%%

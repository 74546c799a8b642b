//! CLI command implementations.
//!
//! Each subcommand has its own module with argument definitions and handlers.
//!
//! # Command Modules
//!
//! - [`config`] - Configuration management (path, show, init)
//! - [`simulate`] - Drive a layout cache through a synthetic scroll

pub mod config;
pub mod simulate;
//! Configuration file support.
//!
//! `~/.sizecache/config.ini` holds defaults for every knob a
//! [`LayoutCache`](crate::service::LayoutCache) exposes, grouped by concern:
//!
//! ```ini
//! [scheduler]
//! max_concurrent = 40
//!
//! [window]
//! leading_margin = 20
//! trailing_margin = 5
//! axis = vertical
//! auto_prefetch = false
//!
//! [cache]
//! dependency_mode = width
//! lookup = inline
//! lookup_timeout_ms = 250
//!
//! [logging]
//! enabled = true
//! level = info
//! file =
//! ```
//!
//! Missing files, sections and keys fall back to the constants in
//! [`defaults`]. Out-of-range numbers are clamped with a warning; values
//! that cannot be parsed are reported as [`ConfigFileError::InvalidValue`].

pub mod defaults;
mod file;
mod parser;
mod settings;
mod writer;

pub use file::{config_directory, config_file_path, ConfigFileError};
pub use settings::{CacheSettings, ConfigFile, LoggingSettings, SchedulerSettings, WindowSettings};
//! INI parsing: `Ini` -> `ConfigFile`.
//!
//! The single place where INI key names map to settings fields.

use std::path::PathBuf;
use std::str::FromStr;
use std::time::Duration;

use ini::{Ini, Properties};

use super::defaults::{clamp_lookup_timeout_ms, clamp_margin};
use super::file::ConfigFileError;
use super::settings::ConfigFile;
use crate::scheduler::clamp_max_concurrent;
use crate::service::LookupMode;

/// Parses an `Ini` into a `ConfigFile`, starting from defaults.
pub(super) fn parse_ini(ini: &Ini) -> Result<ConfigFile, ConfigFileError> {
    let mut config = ConfigFile::default();

    // [scheduler] section
    if let Some(section) = ini.section(Some("scheduler")) {
        if let Some(v) = parse::<usize>(section, "scheduler", "max_concurrent", "must be a positive integer")? {
            config.scheduler.max_concurrent = clamp_max_concurrent(v);
        }
    }

    // [window] section
    if let Some(section) = ini.section(Some("window")) {
        if let Some(v) = parse::<usize>(section, "window", "leading_margin", "must be a non-negative integer")? {
            config.window.leading_margin = clamp_margin("leading_margin", v);
        }
        if let Some(v) = parse::<usize>(section, "window", "trailing_margin", "must be a non-negative integer")? {
            config.window.trailing_margin = clamp_margin("trailing_margin", v);
        }
        if let Some(v) = parse(section, "window", "axis", "must be 'vertical' or 'horizontal'")? {
            config.window.axis = v;
        }
        if let Some(v) = parse_bool(section, "window", "auto_prefetch")? {
            config.window.auto_prefetch = v;
        }
    }

    // [cache] section
    let mut offload = false;
    if let Some(section) = ini.section(Some("cache")) {
        if let Some(v) = parse(section, "cache", "dependency_mode", "must be one of: width, height, size")? {
            config.cache.dependency_mode = v;
        }
        if let Some(v) = parse::<u64>(section, "cache", "lookup_timeout_ms", "must be a positive integer (milliseconds)")? {
            config.cache.lookup_timeout_ms = clamp_lookup_timeout_ms(v);
        }
        if let Some(v) = section.get("lookup") {
            offload = match v.trim().to_lowercase().as_str() {
                "inline" => false,
                "offload" => true,
                _ => {
                    return Err(invalid("cache", "lookup", v, "must be 'inline' or 'offload'"));
                }
            };
        }
    }
    config.cache.lookup_mode = if offload {
        LookupMode::Offload {
            timeout: Duration::from_millis(config.cache.lookup_timeout_ms),
        }
    } else {
        LookupMode::Inline
    };

    // [logging] section
    if let Some(section) = ini.section(Some("logging")) {
        if let Some(v) = parse_bool(section, "logging", "enabled")? {
            config.logging.enabled = v;
        }
        if let Some(v) = parse(section, "logging", "level", "must be one of: trace, debug, info, warn, error")? {
            config.logging.level = v;
        }
        if let Some(v) = section.get("file") {
            let v = v.trim();
            config.logging.file = (!v.is_empty()).then(|| expand_tilde(v));
        }
    }

    Ok(config)
}

fn invalid(section: &str, key: &str, value: &str, reason: &str) -> ConfigFileError {
    ConfigFileError::InvalidValue {
        section: section.to_string(),
        key: key.to_string(),
        value: value.to_string(),
        reason: reason.to_string(),
    }
}

/// Parses `key` with `FromStr`. Absent or blank values yield `None`.
fn parse<T: FromStr>(
    section: &Properties,
    section_name: &str,
    key: &str,
    reason: &str,
) -> Result<Option<T>, ConfigFileError> {
    match section.get(key).map(str::trim) {
        None | Some("") => Ok(None),
        Some(v) => v
            .parse()
            .map(Some)
            .map_err(|_| invalid(section_name, key, v, reason)),
    }
}

fn parse_bool(
    section: &Properties,
    section_name: &str,
    key: &str,
) -> Result<Option<bool>, ConfigFileError> {
    match section.get(key).map(|v| v.trim().to_lowercase()) {
        None => Ok(None),
        Some(v) if v.is_empty() => Ok(None),
        Some(v) => match v.as_str() {
            "true" | "yes" | "on" | "1" => Ok(Some(true)),
            "false" | "no" | "off" | "0" => Ok(Some(false)),
            _ => Err(invalid(section_name, key, &v, "must be true or false")),
        },
    }
}

/// Expands a leading `~` to the home directory.
fn expand_tilde(path: &str) -> PathBuf {
    if let Some(rest) = path.strip_prefix("~/") {
        if let Some(home) = dirs::home_dir() {
            return home.join(rest);
        }
    } else if path == "~" {
        if let Some(home) = dirs::home_dir() {
            return home;
        }
    }
    PathBuf::from(path)
}

#[cfg(test)]
mod tests {
    use super::*;
    use crate::config::defaults::{MAX_CONCURRENT_CEILING, MAX_MARGIN};
    use crate::item::DependencyMode;
    use crate::log::LogLevel;
    use crate::window::ScrollAxis;

    fn parse_str(content: &str) -> Result<ConfigFile, ConfigFileError> {
        parse_ini(&Ini::load_from_str(content).unwrap())
    }

    #[test]
    fn test_empty_file_gives_defaults() {
        assert_eq!(parse_str("").unwrap(), ConfigFile::default());
    }

    #[test]
    fn test_parses_all_sections() {
        let config = parse_str(
            "[scheduler]\nmax_concurrent = 16\n\
             [window]\nleading_margin = 10\ntrailing_margin = 3\naxis = horizontal\nauto_prefetch = yes\n\
             [cache]\ndependency_mode = height\nlookup = offload\nlookup_timeout_ms = 80\n\
             [logging]\nenabled = false\nlevel = debug\nfile = /tmp/sizecache.log\n",
        )
        .unwrap();

        assert_eq!(config.scheduler.max_concurrent, 16);
        assert_eq!(config.window.leading_margin, 10);
        assert_eq!(config.window.trailing_margin, 3);
        assert_eq!(config.window.axis, ScrollAxis::Horizontal);
        assert!(config.window.auto_prefetch);
        assert_eq!(config.cache.dependency_mode, DependencyMode::Height);
        assert_eq!(
            config.cache.lookup_mode,
            LookupMode::Offload {
                timeout: Duration::from_millis(80)
            }
        );
        assert!(!config.logging.enabled);
        assert_eq!(config.logging.level, LogLevel::Debug);
        assert_eq!(config.logging.file, Some(PathBuf::from("/tmp/sizecache.log")));
    }

    #[test]
    fn test_out_of_range_values_are_clamped() {
        let config = parse_str(
            "[scheduler]\nmax_concurrent = 0\n[window]\nleading_margin = 999999\n",
        )
        .unwrap();
        assert_eq!(config.scheduler.max_concurrent, 1);
        assert_eq!(config.window.leading_margin, MAX_MARGIN);

        let config = parse_str("[scheduler]\nmax_concurrent = 100000\n").unwrap();
        assert_eq!(config.scheduler.max_concurrent, MAX_CONCURRENT_CEILING);
    }

    #[test]
    fn test_invalid_value_names_section_and_key() {
        let err = parse_str("[cache]\ndependency_mode = diagonal\n").unwrap_err();
        match err {
            ConfigFileError::InvalidValue { section, key, value, .. } => {
                assert_eq!(section, "cache");
                assert_eq!(key, "dependency_mode");
                assert_eq!(value, "diagonal");
            }
            other => panic!("unexpected error: {other}"),
        }
    }

    #[test]
    fn test_invalid_bool_and_number() {
        assert!(parse_str("[window]\nauto_prefetch = maybe\n").is_err());
        assert!(parse_str("[scheduler]\nmax_concurrent = lots\n").is_err());
        assert!(parse_str("[cache]\nlookup = remote\n").is_err());
    }

    #[test]
    fn test_blank_values_keep_defaults() {
        let config = parse_str("[window]\nleading_margin =\n[logging]\nfile =\n").unwrap();
        assert_eq!(config.window.leading_margin, 20);
        assert_eq!(config.logging.file, None);
    }

    #[test]
    fn test_expand_tilde() {
        assert_eq!(expand_tilde("/var/log/x"), PathBuf::from("/var/log/x"));
        if let Some(home) = dirs::home_dir() {
            assert_eq!(expand_tilde("~/logs"), home.join("logs"));
        }
    }
}
//! Collection shape.

use crate::host::HostView;
use crate::item::ItemPosition;

/// Item counts per section, read from the host once per window update.
#[derive(Debug, Clone, PartialEq, Eq, Default)]
pub struct CollectionShape {
    counts: Vec<usize>,
}

impl CollectionShape {
    pub fn new(counts: Vec<usize>) -> Self {
        Self { counts }
    }

    pub fn from_host(host: &dyn HostView) -> Self {
        Self::new(
            (0..host.section_count())
                .map(|section| host.item_count(section))
                .collect(),
        )
    }

    pub fn section_count(&self) -> usize {
        self.counts.len()
    }

    pub fn item_count(&self, section: usize) -> usize {
        self.counts.get(section).copied().unwrap_or(0)
    }

    pub fn total_items(&self) -> usize {
        self.counts.iter().sum()
    }

    pub fn contains(&self, position: ItemPosition) -> bool {
        position.index < self.item_count(position.section)
    }

    /// The position after `position`, crossing into later sections and
    /// skipping empty ones.
    pub fn step_forward(&self, position: ItemPosition) -> Option<ItemPosition> {
        if position.index + 1 < self.item_count(position.section) {
            return Some(ItemPosition::new(position.section, position.index + 1));
        }
        (position.section + 1..self.counts.len())
            .find(|&section| self.counts[section] > 0)
            .map(|section| ItemPosition::new(section, 0))
    }

    /// The position before `position`, crossing into earlier sections and
    /// skipping empty ones.
    pub fn step_backward(&self, position: ItemPosition) -> Option<ItemPosition> {
        if position.index > 0 && self.contains(position) {
            return Some(ItemPosition::new(position.section, position.index - 1));
        }
        (0..position.section.min(self.counts.len()))
            .rev()
            .find(|&section| self.counts[section] > 0)
            .map(|section| ItemPosition::new(section, self.counts[section] - 1))
    }
}
//! Core cache types.

use std::fmt;
use std::sync::Arc;

use crate::item::{ItemPosition, ItemSize};

/// Key identifying one cached size.
///
/// Within one cache generation a key maps to at most one size.
#[derive(Debug, Clone, PartialEq, Eq, Hash, PartialOrd, Ord)]
pub enum CacheKey {
    /// Keyed by position; invalidated by reordering.
    Position(ItemPosition),
    /// Keyed by a caller-supplied content identifier; stable across reordering.
    Content(Arc<str>),
}

impl CacheKey {
    /// Creates a content key.
    pub fn content(id: impl Into<Arc<str>>) -> Self {
        Self::Content(id.into())
    }

    /// Returns the position for position keys.
    pub fn as_position(&self) -> Option<ItemPosition> {
        match self {
            Self::Position(position) => Some(*position),
            Self::Content(_) => None,
        }
    }

    /// Returns the content identifier for content keys.
    pub fn content_id(&self) -> Option<Arc<str>> {
        match self {
            Self::Position(_) => None,
            Self::Content(id) => Some(Arc::clone(id)),
        }
    }
}

impl From<ItemPosition> for CacheKey {
    fn from(position: ItemPosition) -> Self {
        Self::Position(position)
    }
}

impl fmt::Display for CacheKey {
    fn fmt(&self, f: &mut fmt::Formatter<'_>) -> fmt::Result {
        match self {
            Self::Position(position) => write!(f, "pos({})", position),
            Self::Content(id) => write!(f, "id({})", id),
        }
    }
}

/// A stored size with the generation it was written in.
#[derive(Debug, Clone, Copy, PartialEq)]
pub struct CacheEntry {
    pub size: ItemSize,
    pub generation: u64,
}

%%

Report every line from the listing above where the string "index" can be found.

        position.index < self.item_count(position.section)
        if position.index + 1 < self.item_count(position.section) {
            return Some(ItemPosition::new(position.section, position.index + 1));
        if position.index > 0 && self.contains(position) {
            return Some(ItemPosition::new(position.section, position.index - 1));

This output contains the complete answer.